Aqui está o poema que vos prometi de Alexandre O'Neill, O poema pouco original do medo.
O medo vai ter tudo
pernas
ambulâncias
e o luxo blindado
de alguns automóveis
Vai ter olhos onde ninguém os veja
mãozinhas cautelosas
enredos quase inocentes
ouvidos não só nas paredes
mas também no chão
no tecto
no murmúrio dos esgotos
e talvez até (cautela!)
ouvidos nos teus ouvidos
O medo vai ter tudo
fantasmas na ópera
sessões contínuas de espiritismo
milagres
cortejos
frases corajosas
meninas exemplares
seguras casas de penhor
maliciosas casas de passe
conferências várias
congressos muitos
óptimos empregos
poemas originais
e poemas como este
projetos altamente porcos
heróis
(o medo vai ter heróis!)
costureiras reais e irreais
operários
(assim assim)
escriturários
(muitos)
intelectuais
(o que se sabe)
a tua voz talvez
talvez a minha
com certeza a deles
Vai ter capitais
países
suspeitas como toda a gente
muitíssimos amigos
beijos
namorados esverdeados
amantes silenciosos
ardentes
e angustiados
Ah o medo vai ter tudo
tudo
(Penso no que o medo vai ter
e tenho medo
que é justamente
o que o medo quer)
*
O medo vai ter tudo
quase tudo
e cada um por seu caminho
havemos todos de chegar
quase todos a ratos
Sim
a ratos
Alexandre O'Neill in Abandono Viciado
Apenas no TEDxOporto ouvi um excerto deste poema pela primeira vez.
E ainda bem, pois cheguei a casa e quis lê-lo todo, de fio a pavio.
Devorá-lo, até.
Até me tocar na alma, que mo tocou sobejamente.
Julgo que todos nos identificamos com ele, de uma forma ou de outra.
Mais dramática ou menos dramática.
No contexto do terrorismo que tem assolado o mundo nestes últimos tempos ou, de forma mais pacata, apenas nos nossos "eus", nas nossas vidas e nas nossas imediações, todos já sentimos este medo voraz que vem e nos abocanha e nos engole e nos toma como seus.
O medo é rei e senhor.
Tem tudo.
É omnipotente e omnipresente.
Está lá, em todo o sítio e a toda a hora, de atalaia, na porta dos nossos muros.

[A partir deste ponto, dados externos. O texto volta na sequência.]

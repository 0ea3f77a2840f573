use std::fs;

use pretty_assertions::assert_eq;
use rera_core::{placeholder_projects, ProjectRecord};
use rera_engine::{records_to_csv, records_to_json, write_outputs};

fn live_records() -> Vec<ProjectRecord> {
    let mut first = ProjectRecord::from_listing_row(
        "RP/01/2023".into(),
        "Sunrise Enclave".into(),
        Some("Acme Builders".into()),
    );
    first.detail_link = Some("/projects/1".into());
    let second = ProjectRecord::from_listing_row(
        "RP/02/2023".into(),
        "Moonrise, Phase \"II\"".into(),
        None,
    );
    vec![first, second]
}

#[test]
fn json_uses_sink_field_names_and_omits_absent_optionals() {
    let json = records_to_json(&live_records()).unwrap();
    let value: serde_json::Value = serde_json::from_str(&json).unwrap();
    let array = value.as_array().unwrap();
    assert_eq!(array.len(), 2);
    assert_eq!(array[0]["Rera Regd. No"], "RP/01/2023");
    assert_eq!(array[0]["Detail Link"], "/projects/1");
    assert!(array[0].get("Status").is_none());
    assert!(array[1].get("Detail Link").is_none());
}

#[test]
fn csv_has_fixed_columns_and_quotes_awkward_cells() {
    let csv = records_to_csv(&live_records());
    let mut lines = csv.lines();
    assert_eq!(
        lines.next(),
        Some("Rera Regd. No,Project Name,Promoter Name,Address of the Promoter,GST No,Detail Link")
    );
    let first = lines.next().unwrap();
    assert!(first.starts_with("RP/01/2023,Sunrise Enclave,Acme Builders,"));
    assert!(first.ends_with(",/projects/1"));
    let second = lines.next().unwrap();
    assert!(second.contains("\"Moonrise, Phase \"\"II\"\"\""));
    // No record carries a status, so the column must not exist.
    assert!(!csv.contains("Status"));
}

#[test]
fn placeholder_csv_carries_status_but_no_detail_link_column() {
    let csv = records_to_csv(&placeholder_projects());
    let header = csv.lines().next().unwrap();
    assert!(header.ends_with("GST No,Status"));
    assert!(!header.contains("Detail Link"));
}

#[test]
fn outputs_are_written_to_disk() {
    let dir = tempfile::tempdir().unwrap();
    let records = live_records();

    let summary = write_outputs(dir.path(), "rera_odisha", &records).unwrap();
    assert_eq!(summary.record_count, 2);
    assert_eq!(
        summary.json_path,
        dir.path().join("rera_odisha_projects.json")
    );
    assert_eq!(summary.csv_path, dir.path().join("rera_odisha_projects.csv"));

    let json = fs::read_to_string(&summary.json_path).unwrap();
    assert_eq!(json, records_to_json(&records).unwrap());
    let csv = fs::read_to_string(&summary.csv_path).unwrap();
    assert_eq!(csv, records_to_csv(&records));
}

#[test]
fn rewriting_outputs_replaces_previous_content() {
    let dir = tempfile::tempdir().unwrap();
    write_outputs(dir.path(), "rera_odisha", &live_records()).unwrap();
    let summary = write_outputs(dir.path(), "rera_odisha", &placeholder_projects()).unwrap();

    let json = fs::read_to_string(&summary.json_path).unwrap();
    assert!(json.contains("OD/2023/001"));
    assert!(!json.contains("RP/01/2023"));
}
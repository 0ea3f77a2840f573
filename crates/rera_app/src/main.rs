//! CLI entry point: runs the acquisition pipeline against the RERA Odisha
//! listing site, prints the records, and writes JSON/CSV outputs.

use std::path::PathBuf;

use clap::Parser;
use rera_engine::{write_outputs, AcquisitionPipeline, BrowserSettings, SessionSettings};
use rera_logging::LogDestination;

const OUTPUT_PREFIX: &str = "rera_odisha";

#[derive(Parser)]
#[command(
    name = "rera-harvester",
    about = "Extracts project registrations from the RERA Odisha listing site"
)]
struct Cli {
    /// Directory where the JSON and CSV outputs are written.
    #[arg(long, default_value = ".")]
    output_dir: PathBuf,

    /// Skip the headless-browser fallback strategy.
    #[arg(long)]
    no_browser: bool,

    /// Chrome/Chromium executable for the browser strategy.
    #[arg(long)]
    chrome_path: Option<PathBuf>,

    /// Also write logs to ./rera_scrape.log.
    #[arg(long)]
    log_file: bool,
}

#[tokio::main]
async fn main() -> anyhow::Result<()> {
    let cli = Cli::parse();
    rera_logging::initialize(if cli.log_file {
        LogDestination::Both
    } else {
        LogDestination::Terminal
    });

    let browser = if cli.no_browser {
        None
    } else {
        Some(BrowserSettings {
            executable: cli.chrome_path.clone(),
            ..BrowserSettings::default()
        })
    };
    let pipeline = AcquisitionPipeline::with_default_strategies(SessionSettings::default(), browser);

    let records = pipeline.run().await;

    println!("\nExtracted Project Data:");
    println!("{}", "=".repeat(50));
    for (index, record) in records.iter().enumerate() {
        println!("\nProject {}:", index + 1);
        for (label, value) in record.fields() {
            println!("  {label}: {value}");
        }
    }

    let summary = write_outputs(&cli.output_dir, OUTPUT_PREFIX, &records)?;
    log::info!("JSON saved to {}", summary.json_path.display());
    log::info!("CSV saved to {}", summary.csv_path.display());

    println!("\nTotal projects processed: {}", summary.record_count);
    Ok(())
}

Tem sentidos no sentido da nossa existência.
Vive e respira.
É autosuficiente.
É autosuficiente e manifesta-se nas nossas fragilidades mais acutilantes.
Afinal de contas, até os heróis têm medo, caramba!
É um crescendo que vem e que rouba e que leva e que arrebata, rato esse, que rouba, ri, rouba, rói e leva tudo e não nos deixa nada.